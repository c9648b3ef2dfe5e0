//! # Progress Rendering and Summary Module
//!
//! Questo modulo gestisce la resa a terminale del progresso di una conversione.
//!
//! ## Responsabilità:
//! - Progress bar visuale con `indicatif` alimentata dal `ProgressFeed`
//! - Riepilogo finale (dimensioni input/output, durata, rapporto)
//!
//! ## Visual feedback:
//! ```text
//! ⠋ [00:00:07] [========================>---------------] 61% clip.mov
//! ```
//!
//! ## Esempio:
//! ```rust,ignore
//! let progress = ProgressManager::new("clip.mov");
//! progress.set_percent(42.0);
//! progress.finish(&summary.format_summary());
//! ```

use crate::file_manager::FileManager;
use indicatif::{ProgressBar, ProgressStyle};
use std::time::Duration;

/// Terminal progress bar for a single conversion
#[derive(Clone)]
pub struct ProgressManager {
    bar: ProgressBar,
}

impl ProgressManager {
    /// Create a percentage bar labelled with the input name
    pub fn new(label: &str) -> Self {
        let bar = ProgressBar::new(100);

        let style = ProgressStyle::default_bar()
            .template("{spinner:.green} [{elapsed_precise}] [{bar:40.cyan/blue}] {pos}% {msg}")
            .unwrap_or_else(|_| ProgressStyle::default_bar())
            .progress_chars("=>-");
        bar.set_style(style);
        bar.set_message(label.to_string());
        bar.enable_steady_tick(Duration::from_millis(100));

        Self { bar }
    }

    /// Move the bar to an estimated percentage
    pub fn set_percent(&self, percent: f64) {
        self.bar.set_position(percent.clamp(0.0, 100.0).round() as u64);
    }

    /// Complete the bar with a final message
    pub fn finish(&self, message: &str) {
        self.bar.set_position(100);
        self.bar.finish_with_message(message.to_string());
    }

    /// Stop the bar where it is (cancellation, failure)
    pub fn abandon(&self, message: &str) {
        self.bar.abandon_with_message(message.to_string());
    }

    pub fn position(&self) -> u64 {
        self.bar.position()
    }
}

/// Final report for a successful conversion
#[derive(Debug, Clone, Default)]
pub struct ConversionSummary {
    pub input_size: u64,
    pub output_size: u64,
    pub duration: Duration,
}

impl ConversionSummary {
    /// Output size relative to input, in percent
    pub fn size_ratio_percent(&self) -> f64 {
        if self.input_size > 0 {
            (self.output_size as f64 / self.input_size as f64) * 100.0
        } else {
            0.0
        }
    }

    pub fn format_summary(&self) -> String {
        format!(
            "Converted in {:.1}s | Input: {} | GIF: {} ({:.1}% of input)",
            self.duration.as_secs_f64(),
            FileManager::format_size(self.input_size),
            FileManager::format_size(self.output_size),
            self.size_ratio_percent()
        )
    }
}

#[cfg(test)]
mod tests {
    use super::*;

    #[test]
    fn test_set_percent_is_clamped() {
        let progress = ProgressManager::new("clip.mov");
        progress.set_percent(42.4);
        assert_eq!(progress.position(), 42);
        progress.set_percent(250.0);
        assert_eq!(progress.position(), 100);
        progress.set_percent(-3.0);
        assert_eq!(progress.position(), 0);
        progress.abandon("cancelled");
    }

    #[test]
    fn test_summary() {
        let summary = ConversionSummary {
            input_size: 5 * 1024 * 1024,
            output_size: 1024 * 1024,
            duration: Duration::from_millis(6_500),
        };
        assert_eq!(summary.size_ratio_percent(), 20.0);
        assert_eq!(
            summary.format_summary(),
            "Converted in 6.5s | Input: 5.00 MB | GIF: 1.00 MB (20.0% of input)"
        );
    }

    #[test]
    fn test_summary_empty_input() {
        let summary = ConversionSummary::default();
        assert_eq!(summary.size_ratio_percent(), 0.0);
    }
}
//! # Tool Path Resolver
//!
//! Finds an ffmpeg binary on disk when none was embedded at build time:
//! - Bundled next to the application (`tools/<platform>/ffmpeg`)
//! - Pointed to by an environment variable
//! - System-installed, on `PATH`

use crate::platform::{PayloadKind, Platform};
use std::env;
use std::ffi::OsString;
use std::path::{Path, PathBuf};
use tracing::{debug, warn};

const TOOL_NAME: &str = "ffmpeg";

/// Tool path resolver for bundled and system ffmpeg
pub struct ToolPathResolver {
    /// Base directory where tools are bundled
    tools_dir: Option<PathBuf>,
}

impl ToolPathResolver {
    /// Create a new path resolver
    pub fn new() -> Self {
        Self {
            tools_dir: Self::detect_bundled_tools_dir(),
        }
    }

    /// Resolver rooted at an explicit tools directory
    pub fn with_tools_dir(tools_dir: impl Into<PathBuf>) -> Self {
        Self {
            tools_dir: Some(tools_dir.into()),
        }
    }

    /// Detect the bundled tools directory
    fn detect_bundled_tools_dir() -> Option<PathBuf> {
        // Strategy 1: explicit overrides
        for var in ["CLIP2GIF_TOOLS_DIR", "TOOLS_DIR"] {
            if let Ok(dir) = env::var(var) {
                let tools_path = PathBuf::from(dir);
                debug!("Checking {} environment variable: {:?}", var, tools_path);
                if tools_path.is_dir() {
                    return Some(tools_path);
                }
            }
        }

        // Strategy 2: next to the executable
        if let Ok(exe_path) = env::current_exe() {
            if let Some(app_dir) = exe_path.parent() {
                let possible_paths = [
                    app_dir.join("tools"),
                    app_dir.join("resources").join("tools"),
                ];

                for path in &possible_paths {
                    debug!("Checking bundled path: {:?}", path);
                    if path.is_dir() {
                        debug!("Found bundled tools directory: {:?}", path);
                        return Some(path.clone());
                    }
                }
            }
        }

        debug!("No bundled tools directory found");
        None
    }

    /// Resolve ffmpeg for the given payload kind: bundled first, then `PATH`
    pub fn resolve(&self, kind: PayloadKind) -> Option<PathBuf> {
        let platform = match (kind, Platform::current()) {
            (PayloadKind::Windows, _) => Platform::Windows,
            (PayloadKind::Unix, Ok(current)) if current.payload_kind() == PayloadKind::Unix => current,
            (PayloadKind::Unix, _) => Platform::Linux,
        };

        if let Some(ref tools_dir) = self.tools_dir {
            if let Some(bundled) = Self::bundled_tool_path(tools_dir, platform) {
                debug!("Using bundled ffmpeg: {:?}", bundled);
                return Some(bundled);
            }
        }

        // A system binary is only usable for the payload kind we run on
        if matches!(Platform::current(), Ok(current) if current.payload_kind() == kind) {
            if let Some(system_path) = Self::find_in_system_path() {
                debug!("Using system ffmpeg: {:?}", system_path);
                return Some(system_path);
            }
        }

        warn!("ffmpeg not found for {} targets", kind);
        None
    }

    /// Get the path of a bundled tool, if present
    fn bundled_tool_path(tools_dir: &Path, platform: Platform) -> Option<PathBuf> {
        let file_name = format!("{}{}", TOOL_NAME, platform.executable_suffix());

        // 1. Direct in platform folder: tools/{platform}/ffmpeg
        // 2. In tool-specific subfolder: tools/{platform}/ffmpeg/ffmpeg
        let candidates = [
            tools_dir.join(platform.tools_dir_name()).join(&file_name),
            tools_dir
                .join(platform.tools_dir_name())
                .join(TOOL_NAME)
                .join(&file_name),
        ];

        candidates.into_iter().find(|path| path.is_file())
    }

    /// Find an executable ffmpeg in system PATH (honours `PATHEXT` on Windows)
    fn find_in_system_path() -> Option<PathBuf> {
        Self::find_in_search_path(env::var_os("PATH"))
    }

    fn find_in_search_path(paths: Option<OsString>) -> Option<PathBuf> {
        which::which_in(TOOL_NAME, paths, Path::new(".")).ok()
    }

    /// Get a report of tool availability
    pub fn report(&self) -> String {
        let mut report = String::new();
        report.push_str("Tool Path Resolver Report\n");
        report.push_str(&format!("System: {}\n", Platform::system_info()));
        report.push_str(&format!("Bundled tools dir: {:?}\n", self.tools_dir));

        match Platform::current() {
            Ok(platform) => match self.resolve(platform.payload_kind()) {
                Some(path) => report.push_str(&format!("  ✅ {} -> {:?}\n", TOOL_NAME, path)),
                None => report.push_str(&format!(
                    "  ❌ {} (not found; bundle it under tools/{}/ or install it on PATH)\n",
                    TOOL_NAME,
                    platform.tools_dir_name()
                )),
            },
            Err(e) => report.push_str(&format!("  ❌ {}\n", e)),
        }

        report
    }
}

impl Default for ToolPathResolver {
    fn default() -> Self {
        Self::new()
    }
}

#[cfg(test)]
mod tests {
    use super::*;
    use tempfile::TempDir;

    #[test]
    fn test_bundled_tool_direct_layout() {
        let temp_dir = TempDir::new().unwrap();
        let platform_dir = temp_dir.path().join("windows");
        std::fs::create_dir_all(&platform_dir).unwrap();
        std::fs::write(platform_dir.join("ffmpeg.exe"), b"MZ").unwrap();

        let resolver = ToolPathResolver::with_tools_dir(temp_dir.path());
        assert_eq!(
            resolver.resolve(PayloadKind::Windows),
            Some(platform_dir.join("ffmpeg.exe"))
        );
    }

    #[test]
    fn test_bundled_tool_subfolder_layout() {
        let temp_dir = TempDir::new().unwrap();
        let tool_dir = temp_dir.path().join("windows").join("ffmpeg");
        std::fs::create_dir_all(&tool_dir).unwrap();
        std::fs::write(tool_dir.join("ffmpeg.exe"), b"MZ").unwrap();

        let resolver = ToolPathResolver::with_tools_dir(temp_dir.path());
        assert_eq!(resolver.resolve(PayloadKind::Windows), Some(tool_dir.join("ffmpeg.exe")));
    }

    #[cfg(unix)]
    #[test]
    fn test_search_path_requires_executable() {
        use std::os::unix::fs::PermissionsExt;

        let temp_dir = TempDir::new().unwrap();
        let candidate = temp_dir.path().join("ffmpeg");
        std::fs::write(&candidate, b"#!/bin/sh\n").unwrap();
        std::fs::set_permissions(&candidate, std::fs::Permissions::from_mode(0o644)).unwrap();

        let search_path = || Some(temp_dir.path().as_os_str().to_os_string());
        assert_eq!(ToolPathResolver::find_in_search_path(search_path()), None);

        std::fs::set_permissions(&candidate, std::fs::Permissions::from_mode(0o755)).unwrap();
        let found = ToolPathResolver::find_in_search_path(search_path()).unwrap();
        assert_eq!(
            found.canonicalize().unwrap(),
            candidate.canonicalize().unwrap()
        );
    }

    #[test]
    fn test_report_mentions_tool() {
        let temp_dir = TempDir::new().unwrap();
        let resolver = ToolPathResolver::with_tools_dir(temp_dir.path());
        let report = resolver.report();
        assert!(report.contains("ffmpeg"));
        assert!(report.contains("Bundled tools dir"));
    }
}
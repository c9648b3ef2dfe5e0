//! # Error Types Module
//!
//! Questo modulo definisce tutti i tipi di errore custom della libreria.
//!
//! ## Responsabilità:
//! - `ProvisionError`: errori nella materializzazione del binario ffmpeg
//! - `JobError`: cause di fallimento di una conversione
//! - `StartError`: richieste di avvio rifiutate dal controller
//! - `ErrorKind`: tassonomia piatta da mostrare all'utente
//!
//! ## Note:
//! - La cancellazione NON è un errore: è un esito distinto (`JobOutcome::Cancelled`)
//! - Gli `std::io::Error` sono conservati in un `Arc` così che gli esiti
//!   siano `Clone` e pubblicabili su un canale `watch`
//!
//! ## Esempio:
//! ```rust,ignore
//! match outcome {
//!     JobOutcome::Failed(err) if err.kind() == ErrorKind::ProcessExitedNonZero => { /* ... */ }
//!     _ => {}
//! }
//! ```

use crate::converter::Pass;
use crate::platform::PayloadKind;
use serde::Serialize;
use std::io;
use std::sync::Arc;

/// Errors raised while materializing the ffmpeg executable
#[derive(thiserror::Error, Debug, Clone)]
pub enum ProvisionError {
    #[error("Unsupported operating system: {0}")]
    UnsupportedPlatform(String),

    #[error("No ffmpeg payload available for {0} targets")]
    MissingPayload(PayloadKind),

    #[error("Provisioning I/O error ({context}): {source}")]
    Io {
        context: &'static str,
        #[source]
        source: Arc<io::Error>,
    },
}

impl ProvisionError {
    pub(crate) fn io(context: &'static str) -> impl FnOnce(io::Error) -> Self {
        move |source| Self::Io {
            context,
            source: Arc::new(source),
        }
    }
}

/// Reasons a conversion job failed
#[derive(thiserror::Error, Debug, Clone)]
pub enum JobError {
    #[error(transparent)]
    Provision(#[from] ProvisionError),

    #[error("Failed to launch ffmpeg for the {pass} pass: {source}")]
    ProcessLaunchFailed {
        pass: Pass,
        #[source]
        source: Arc<io::Error>,
    },

    #[error("ffmpeg {} during the {pass} pass{}", describe_exit(.code), describe_stderr(.stderr))]
    ProcessExitedNonZero {
        pass: Pass,
        code: Option<i32>,
        stderr: String,
    },

    #[error("Conversion worker stopped unexpectedly: {0}")]
    WorkerLost(String),
}

fn describe_exit(code: &Option<i32>) -> String {
    match code {
        Some(code) => format!("exited with code {}", code),
        None => "was terminated by a signal".to_string(),
    }
}

fn describe_stderr(stderr: &str) -> String {
    if stderr.is_empty() {
        String::new()
    } else {
        format!(": {}", stderr)
    }
}

/// Flat error taxonomy surfaced to the presentation layer
#[derive(Debug, Clone, Copy, PartialEq, Eq, Serialize)]
#[serde(rename_all = "snake_case")]
pub enum ErrorKind {
    UnsupportedPlatform,
    ProvisioningIo,
    ProcessLaunchFailed,
    ProcessExitedNonZero,
    Internal,
}

impl JobError {
    pub fn kind(&self) -> ErrorKind {
        match self {
            Self::Provision(ProvisionError::UnsupportedPlatform(_)) => ErrorKind::UnsupportedPlatform,
            Self::Provision(_) => ErrorKind::ProvisioningIo,
            Self::ProcessLaunchFailed { .. } => ErrorKind::ProcessLaunchFailed,
            Self::ProcessExitedNonZero { .. } => ErrorKind::ProcessExitedNonZero,
            Self::WorkerLost(_) => ErrorKind::Internal,
        }
    }
}

/// A start request the controller refused
#[derive(thiserror::Error, Debug, Clone, PartialEq, Eq)]
pub enum StartError {
    #[error("A conversion is already running")]
    JobInFlight,
}

#[cfg(test)]
mod tests {
    use super::*;

    #[test]
    fn test_error_kinds() {
        let unsupported = JobError::from(ProvisionError::UnsupportedPlatform("plan9".into()));
        assert_eq!(unsupported.kind(), ErrorKind::UnsupportedPlatform);

        let missing = JobError::from(ProvisionError::MissingPayload(PayloadKind::Unix));
        assert_eq!(missing.kind(), ErrorKind::ProvisioningIo);

        let io_error = ProvisionError::io("write payload")(io::Error::other("disk full"));
        assert_eq!(JobError::from(io_error).kind(), ErrorKind::ProvisioningIo);

        let launch = JobError::ProcessLaunchFailed {
            pass: Pass::Palette,
            source: Arc::new(io::Error::from(io::ErrorKind::NotFound)),
        };
        assert_eq!(launch.kind(), ErrorKind::ProcessLaunchFailed);
    }

    #[test]
    fn test_exit_message() {
        let err = JobError::ProcessExitedNonZero {
            pass: Pass::Encode,
            code: Some(1),
            stderr: "Invalid data found when processing input".into(),
        };
        assert_eq!(
            err.to_string(),
            "ffmpeg exited with code 1 during the encode pass: Invalid data found when processing input"
        );

        let killed = JobError::ProcessExitedNonZero {
            pass: Pass::Palette,
            code: None,
            stderr: String::new(),
        };
        assert_eq!(killed.to_string(), "ffmpeg was terminated by a signal during the palette pass");
    }
}
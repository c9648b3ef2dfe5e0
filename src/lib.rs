//! # clip2gif Library
//!
//! Questo è il modulo principale della libreria che espone tutte le API pubbliche.
//!
//! ## Responsabilità:
//! - Definisce la struttura modulare dell'applicazione
//! - Espone i tipi e le funzioni principali tramite re-exports
//! - Fornisce un'interfaccia pulita per il main.rs e per altri front end
//!
//! ## Architettura dei moduli:
//! - `config`: Parametri di runtime e validazione
//! - `error`: Tipi di errore custom e tassonomia
//! - `platform`: Sistemi operativi supportati e payload relativi
//! - `tool_resolver`: Ricerca di ffmpeg bundled o di sistema
//! - `provisioner`: Copia temporanea ed eseguibile di ffmpeg
//! - `converter`: Controller del job, pipeline a due passate, stima progresso
//! - `file_manager`: Path di output e pulizia file
//! - `progress` / `json_output`: Resa del progresso per il front end
//!
//! ## Utilizzo:
//! ```rust,ignore
//! use clip2gif::{Config, JobController, JobOutcome};
//!
//! let controller = JobController::new(Config::default())?;
//! let handle = controller.start("/videos/clip.mov")?;
//! match handle.wait().await {
//!     JobOutcome::Succeeded { output } => println!("{}", output.display()),
//!     JobOutcome::Cancelled => println!("cancelled"),
//!     JobOutcome::Failed(err) => eprintln!("{}", err),
//! }
//! ```

pub mod config;
pub mod converter;
pub mod error;
pub mod file_manager;
pub mod json_output;
pub mod platform;
pub mod progress;
pub mod provisioner;
pub mod tool_resolver;
pub mod utils;

pub use config::Config;
pub use converter::{CancelHandle, JobController, JobHandle, JobOutcome, JobState, ProgressFeed};
pub use error::{ErrorKind, JobError, ProvisionError, StartError};
pub use provisioner::{ToolHandle, ToolProvisioner};
use async_trait::async_trait;
use sqlx::Row;

use super::Database;
use crate::domain::models::BalanceSnapshot;
use crate::ports::BalanceSnapshotRepository;

#[async_trait]
impl BalanceSnapshotRepository for Database {
    async fn record(&self, snapshot: &BalanceSnapshot) -> anyhow::Result<()> {
        let day = snapshot.taken_at.format("%Y-%m-%d").to_string();
        sqlx::query(
            r#"
            INSERT INTO balance_snapshots (subscriber_id, exchange_id, taken_at, equity, day_start_equity, day)
            VALUES (?, ?, ?, ?, ?, ?)
            ON CONFLICT(subscriber_id, exchange_id, day) DO UPDATE SET
                taken_at = excluded.taken_at,
                equity = excluded.equity
            "#,
        )
        .bind(&snapshot.subscriber_id)
        .bind(&snapshot.exchange_id)
        .bind(snapshot.taken_at)
        .bind(snapshot.equity)
        .bind(snapshot.day_start_equity)
        .bind(day)
        .execute(&self.pool)
        .await?;
        Ok(())
    }

    async fn day_start_equity(&self, subscriber_id: &str, exchange_id: &str) -> anyhow::Result<Option<f64>> {
        let today = chrono::Utc::now().format("%Y-%m-%d").to_string();
        let row = sqlx::query("SELECT day_start_equity FROM balance_snapshots WHERE subscriber_id = ? AND exchange_id = ? AND day = ?")
            .bind(subscriber_id)
            .bind(exchange_id)
            .bind(today)
            .fetch_optional(&self.pool)
            .await?;
        row.map(|r| r.try_get::<f64, _>("day_start_equity")).transpose().map_err(Into::into)
    }
}
pub mod balance_snapshot_recorder;
pub mod execution_engine;
pub mod job_queue_worker;
pub mod position_lock;
pub mod position_supervisor;
pub mod signal_intake_service;
pub mod supervisor_task;

pub use balance_snapshot_recorder::BalanceSnapshotRecorder;
pub use execution_engine::ExecutionEngine;
pub use job_queue_worker::JobQueueWorkerPool;
pub use position_lock::PositionLockRegistry;
pub use position_supervisor::PositionSupervisor;
pub use signal_intake_service::{IntakeOutcome, IntakeRejection, IntakeRequest, SignalIntakeService};
pub use supervisor_task::SupervisorTask;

Task requirements
Among the lines of the records above, count those holding the string "variable", and report only the number.

Result for this task
2